In landscaping, sequencing is an essential tool, linking
objects or plants that have nothing in common so they have overall
cohesiveness and order. Coupled
with another design principle – variety – we can create a
landscape that seems well organized, planned and interesting
instead of haphazard, ill-conceived and monotonous.
So lets look at these two concepts in conjunction and apply
them to gardening to make them work for you, giving your landscape
a professional touch that you can do on your own.
What is one of the first
things a choir director must do with a new group of singers?
If you said organize the sections and place according to height, you
are either brilliant, well versed in choir logistics or you read ahead.
We do not normally start with a clean slate of plant material, just as
a choir director must work with what he/she is given in terms of talent and
height. Take note of differences
in items (variety) and then determine how you can bring a sense of
organization to the scene (sequence).
Theme:
Finding a commonality, or a theme, is often the easiest route to good
garden design. If you have been
blessed with a gorgeous redbud, you might plant other pinkish purple blooming
plants that have a simultaneous bloom with the redbud in different areas of
your yard, like a swath of Louisiana phlox near the front door and a grouping
of formosa azaleas under the pines. By
repeating the same color, albeit through different plants, you can create a
splendid scene that will have neighbors running to your house for Easter
pictures each spring. These diverse plants have a common color bloom to create
the transition in forms without distraction.
Texture:
Another use of sequence and variety is texture. Just as color can be
repeated to join areas into an overall pleasing design, so too can a specific
texture. In shady spots, we can
draw on this technique easily by using various “ferny” plants. They don’t all have to be wood ferns, or holly ferns, or
autumn ferns. How about a
Japanese maple to tie together elements in this setting?

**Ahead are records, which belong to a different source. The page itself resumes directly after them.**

//! Ownership economics: savings, payback, ROI, NPV, LCOE.

use serde::{Deserialize, Serialize};

/// Analysis horizon for ownership metrics, in years.
pub const HORIZON_YEARS: u32 = 20;

/// Present value of `cash_flows`, where element `t` falls at the end of year `t + 1`.
///
/// Discount factors are built up iteratively rather than with `powi`.
pub fn discounted_sum(rate: f64, cash_flows: impl IntoIterator<Item = f64>) -> f64 {
    let one_plus_r = 1.0 + rate;
    let mut discount = 1.0;
    let mut pv = 0.0;
    for cf in cash_flows {
        discount *= one_plus_r;
        pv += cf / discount;
    }
    pv
}

/// Everything needed to recompute ownership outcomes under perturbation.
///
/// Energy quantities are annual. The Monte Carlo stage scales them with
/// its sampled multipliers; the base case is `evaluate(1.0, 1.0, 1.0)`.
#[derive(Debug, Clone, Copy, PartialEq, Serialize, Deserialize)]
pub struct SavingsModel {
    pub total_investment_usd: f64,
    /// Facility energy avoided through lower PUE.
    pub pue_savings_kwh: f64,
    /// Facility energy served by renewables.
    pub renewable_served_kwh: f64,
    /// Annual facility consumption at the adjusted PUE.
    pub facility_energy_kwh: f64,
    pub electricity_usd_per_kwh: f64,
    pub carbon_usd_per_ton: f64,
    pub emission_t_per_kwh: f64,
    pub discount_rate: f64,
}

/// Ownership outcomes for one set of inputs.
#[derive(Debug, Clone, Copy, PartialEq, Serialize, Deserialize)]
pub struct OwnershipMetrics {
    pub avoided_energy_kwh: f64,
    pub avoided_electricity_usd: f64,
    pub avoided_carbon_usd: f64,
    pub annual_savings_usd: f64,
    /// `None` when savings never recover a positive investment.
    pub payback_months: Option<f64>,
    pub roi: f64,
    pub npv_usd: f64,
}

impl SavingsModel {
    /// Recomputes outcomes with multipliers on price, IT load, and renewable output.
    ///
    /// Renewable supply cannot exceed the (scaled) facility consumption.
    pub fn evaluate(&self, price_mult: f64, load_mult: f64, renewable_mult: f64) -> OwnershipMetrics {
        let pue_kwh = self.pue_savings_kwh * load_mult;
        let renewable_kwh =
            (self.renewable_served_kwh * renewable_mult).min(self.facility_energy_kwh * load_mult);
        let avoided_energy_kwh = pue_kwh + renewable_kwh;

        let avoided_electricity_usd = avoided_energy_kwh * self.electricity_usd_per_kwh * price_mult;
        let avoided_carbon_usd = avoided_energy_kwh * self.emission_t_per_kwh * self.carbon_usd_per_ton;
        let annual_savings_usd = avoided_electricity_usd + avoided_carbon_usd;

        let investment = self.total_investment_usd;
        let payback_months = if investment <= 0.0 {
            Some(0.0)
        } else if annual_savings_usd > 0.0 {
            Some(investment / (annual_savings_usd / 12.0))
        } else {
            None
        };
        let roi = if investment > 0.0 {
            annual_savings_usd * f64::from(HORIZON_YEARS) / investment
        } else {
            0.0
        };
        let npv_usd = -investment
            + discounted_sum(
                self.discount_rate,
                (0..HORIZON_YEARS).map(|_| annual_savings_usd),
            );

        OwnershipMetrics {
            avoided_energy_kwh,
            avoided_electricity_usd,
            avoided_carbon_usd,
            annual_savings_usd,
            payback_months,
            roi,
            npv_usd,
        }
    }

    /// Base case with no perturbation.
    pub fn base(&self) -> OwnershipMetrics {
        self.evaluate(1.0, 1.0, 1.0)
    }
}

/// Levelized cost of renewable energy for the owned plant, USD/MWh.
///
/// `None` when the plant delivers no energy.
pub fn ownership_lcoe(
    investment_usd: f64,
    annual_opex_usd: f64,
    annual_energy_kwh: f64,
    rate: f64,
) -> Option<f64> {
    let years = 0..HORIZON_YEARS;
    let cost = investment_usd + discounted_sum(rate, years.clone().map(|_| annual_opex_usd));
    let energy_mwh = discounted_sum(rate, years.map(|_| annual_energy_kwh / 1000.0));
    (energy_mwh > 0.0).then(|| cost / energy_mwh)
}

Any plant that has some of the characteristics of a fern could help to
bridge the other shrubs and trees into a cohesive area.
Form:
The layering method of design uses variety and sequence based on size
or form. A pleasant layering
effect of plants is achieved by placement according to height with short, then
medium, and then tall, just like in the choir.
This trick can increase the perceived depth of an area.
Form might also be seen as
the shape of a plant. Even if the
blooms are different colors, by repeating a similar form, such as the round
face of a sunflower or the pointy steeple of a delphinium, a pattern will
develop.
Luckily, sequencing and variety are not concepts
we will need to go back to school to learn. Applying them to our landscapes
can be quite simple and will make a better-designed environment.
So sit up, pay attention and take note of your surroundings.
Patterns are all around us…just ask any third grader!